In conventional application architecture, client-side components interact with backend services to deliver functionality and value to end-users. Application developers must possess a comprehensive understanding of the application programming interface (API) to facilitate this interaction. Moreover, the application must be adaptable to any modifications introduced in the API, or the API must maintain backward compatibility to accommodate the spectrum of legacy application versions – the longtail app problem.
Theoretical solution: API-less client
This theoretical solution discusses a possibility for a new type of architecture that doesn’t require detailed API knowledge and code on the client’s side but employs LLM agents on the server side to translate vague client requests to API code.
To make it work the app needs to communicate with the server-side LLMs but for this only implements a single API (like de-facto standard OpenAI API).
The client uses Natural Language style vague requests that are processed by a group of agents like Autogen.
Agents utilize multiple things
- RAG (Retrieval Augmented Generation) to find similar questions and cached answers
- Skills to access the API
- Fine-tuning to use the API and effectively answer the client’s request
- RAG to provide context about the API and the stored data
Pros and cons
Pros
- Lowering the bar to integrate with a backend service
- Eliminate the longtail apps problem
- The client requires no or minimal updates to utilize improvements in the service
Cons
- Cost
Currently, inference has a relatively high cost (will get cheaper over time) - Predictability
As the agent workflow generates the desired code on the fly the outcome might vary. This can be mitigated by very straightforward instruction in prompting and well-defined skills. - Latency
This process will introduce multiple compute-intensive steps that will increase latency.
Summary
It’s clear the current state of models and the compute costs are currently not supporting this theoretical architecture, but how far are we?
Search experiences are replaced by custom-generated websites (ARC browser).

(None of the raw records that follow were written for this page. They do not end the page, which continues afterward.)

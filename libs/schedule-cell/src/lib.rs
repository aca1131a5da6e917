pub mod error;
pub mod handlers;
pub mod models;
pub mod router;
pub mod services;

pub use error::*;
pub use models::*;
pub use router::schedule_routes;
pub use services::*;
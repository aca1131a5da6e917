use async_trait::async_trait;
use thiserror::Error;
use tracing::debug;

use crate::models::Reservation;

#[derive(Error, Debug)]
pub enum NotifierError {
    #[error("Webhook request failed: {0}")]
    Request(#[from] reqwest::Error),

    #[error("Webhook returned status {0}")]
    Status(reqwest::StatusCode),
}

/// Collaborator that receives confirmed reservations for delivery
/// (email/webhook). Invoked outside the atomic booking unit; a failure here
/// is logged and never rolls back the reservation.
#[async_trait]
pub trait ReservationNotifier: Send + Sync {
    async fn notify(&self, reservation: &Reservation) -> Result<(), NotifierError>;
}

/// Posts the reservation record as JSON to a configured endpoint.
pub struct WebhookNotifier {
    client: reqwest::Client,
    endpoint: String,
}

impl WebhookNotifier {
    pub fn new(endpoint: impl Into<String>) -> Self {
        Self {
            client: reqwest::Client::new(),
            endpoint: endpoint.into(),
        }
    }
}

#[async_trait]
impl ReservationNotifier for WebhookNotifier {
    async fn notify(&self, reservation: &Reservation) -> Result<(), NotifierError> {
        let response = self
            .client
            .post(&self.endpoint)
            .json(reservation)
            .send()
            .await?;

        let status = response.status();
        if !status.is_success() {
            return Err(NotifierError::Status(status));
        }

        debug!("Delivered reservation {} to webhook", reservation.id);
        Ok(())
    }
}

/// Used when no webhook endpoint is configured.
pub struct NullNotifier;

#[async_trait]
impl ReservationNotifier for NullNotifier {
    async fn notify(&self, reservation: &Reservation) -> Result<(), NotifierError> {
        debug!(
            "No webhook configured, skipping notification for reservation {}",
            reservation.id
        );
        Ok(())
    }
}
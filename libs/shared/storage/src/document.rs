use std::collections::HashMap;
use std::path::PathBuf;
use std::sync::Arc;

use serde::de::DeserializeOwned;
use serde::Serialize;
use thiserror::Error;
use tokio::sync::Mutex;
use tracing::{debug, error};

#[derive(Error, Debug)]
pub enum StorageError {
    #[error("I/O error on document '{document}': {source}")]
    Io {
        document: String,
        #[source]
        source: std::io::Error,
    },

    #[error("Document '{document}' is corrupt: {source}")]
    Corrupt {
        document: String,
        #[source]
        source: serde_json::Error,
    },

    #[error("Failed to encode document '{document}': {source}")]
    Encode {
        document: String,
        #[source]
        source: serde_json::Error,
    },
}

/// File-backed JSON document store. Each named document lives in its own
/// file under the storage root and carries its own async mutex, so every
/// read-modify-write through [`DocumentStore::update`] is exclusive with
/// respect to all other writers of the same document.
///
/// All persisted state goes through this type; nothing else may touch the
/// underlying files.
pub struct DocumentStore {
    root: PathBuf,
    locks: Mutex<HashMap<String, Arc<Mutex<()>>>>,
}

impl DocumentStore {
    pub fn new(root: impl Into<PathBuf>) -> Self {
        Self {
            root: root.into(),
            locks: Mutex::new(HashMap::new()),
        }
    }

    async fn document_lock(&self, name: &str) -> Arc<Mutex<()>> {
        let mut locks = self.locks.lock().await;
        Arc::clone(
            locks
                .entry(name.to_string())
                .or_insert_with(|| Arc::new(Mutex::new(()))),
        )
    }

    fn path_for(&self, name: &str) -> PathBuf {
        self.root.join(format!("{name}.json"))
    }

    async fn load<T>(&self, name: &str) -> Result<T, StorageError>
    where
        T: DeserializeOwned + Default,
    {
        let path = self.path_for(name);
        match tokio::fs::read(&path).await {
            Ok(bytes) => serde_json::from_slice(&bytes).map_err(|source| {
                error!("Document {} at {} failed to parse", name, path.display());
                StorageError::Corrupt {
                    document: name.to_string(),
                    source,
                }
            }),
            Err(err) if err.kind() == std::io::ErrorKind::NotFound => {
                debug!("Document {} not present yet, starting empty", name);
                Ok(T::default())
            }
            Err(source) => Err(StorageError::Io {
                document: name.to_string(),
                source,
            }),
        }
    }

    async fn persist<T>(&self, name: &str, value: &T) -> Result<(), StorageError>
    where
        T: Serialize,
    {
        let io = |source| StorageError::Io {
            document: name.to_string(),
            source,
        };

        tokio::fs::create_dir_all(&self.root).await.map_err(io)?;

        let bytes = serde_json::to_vec_pretty(value).map_err(|source| StorageError::Encode {
            document: name.to_string(),
            source,
        })?;

        // Write-then-rename so readers never observe a half-written document.
        let tmp = self.root.join(format!("{name}.json.tmp"));
        tokio::fs::write(&tmp, &bytes).await.map_err(io)?;
        tokio::fs::rename(&tmp, self.path_for(name)).await.map_err(io)?;

        Ok(())
    }

    /// Read the current contents of a document. A document that has never
    /// been written yields `T::default()`.
    pub async fn read<T>(&self, name: &str) -> Result<T, StorageError>
    where
        T: DeserializeOwned + Default,
    {
        let lock = self.document_lock(name).await;
        let _guard = lock.lock().await;
        self.load(name).await
    }

    /// Atomic read-modify-write: the document mutex is held across load,
    /// mutation, and persist, so concurrent updates serialize and each
    /// closure sees the latest committed state.
    pub async fn update<T, R>(
        &self,
        name: &str,
        mutate: impl FnOnce(&mut T) -> R,
    ) -> Result<R, StorageError>
    where
        T: DeserializeOwned + Serialize + Default,
    {
        let lock = self.document_lock(name).await;
        let _guard = lock.lock().await;

        let mut value: T = self.load(name).await?;
        let outcome = mutate(&mut value);
        self.persist(name, &value).await?;

        Ok(outcome)
    }
}
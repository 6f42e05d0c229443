//! Wrap-around stepping for cycled selections (sections, dates, metrics,
//! form focus). An empty cycle always yields index 0.

pub const fn wrap_decrement(index: usize, len: usize) -> usize {
    if len == 0 {
        return 0;
    }

    if index == 0 {
        len - 1
    } else {
        index - 1
    }
}

pub const fn wrap_increment(index: usize, len: usize) -> usize {
    if len == 0 {
        return 0;
    }

    (index + 1) % len
}

/// One step forward or back around a cycle of `len` entries.
pub const fn wrap_step(index: usize, len: usize, forward: bool) -> usize {
    if forward {
        wrap_increment(index, len)
    } else {
        wrap_decrement(index, len)
    }
}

Video games use AI to generate frames which is cheaper than rendering the frame on the same device (Nvidia’s DSSL).
Advancements in modeling like Teaching small models how to reason, or GQA (Grouped Query Attention) improve quality and lower the inference cost. Computing techniques like quantization and improvements in hardware also take us closer. Over time the cons will fade away.
And when we’ll get there do we even need apps, when you’ll have a set of experts always available to give you the answer to all of your questions in a format you prefer whenever you need?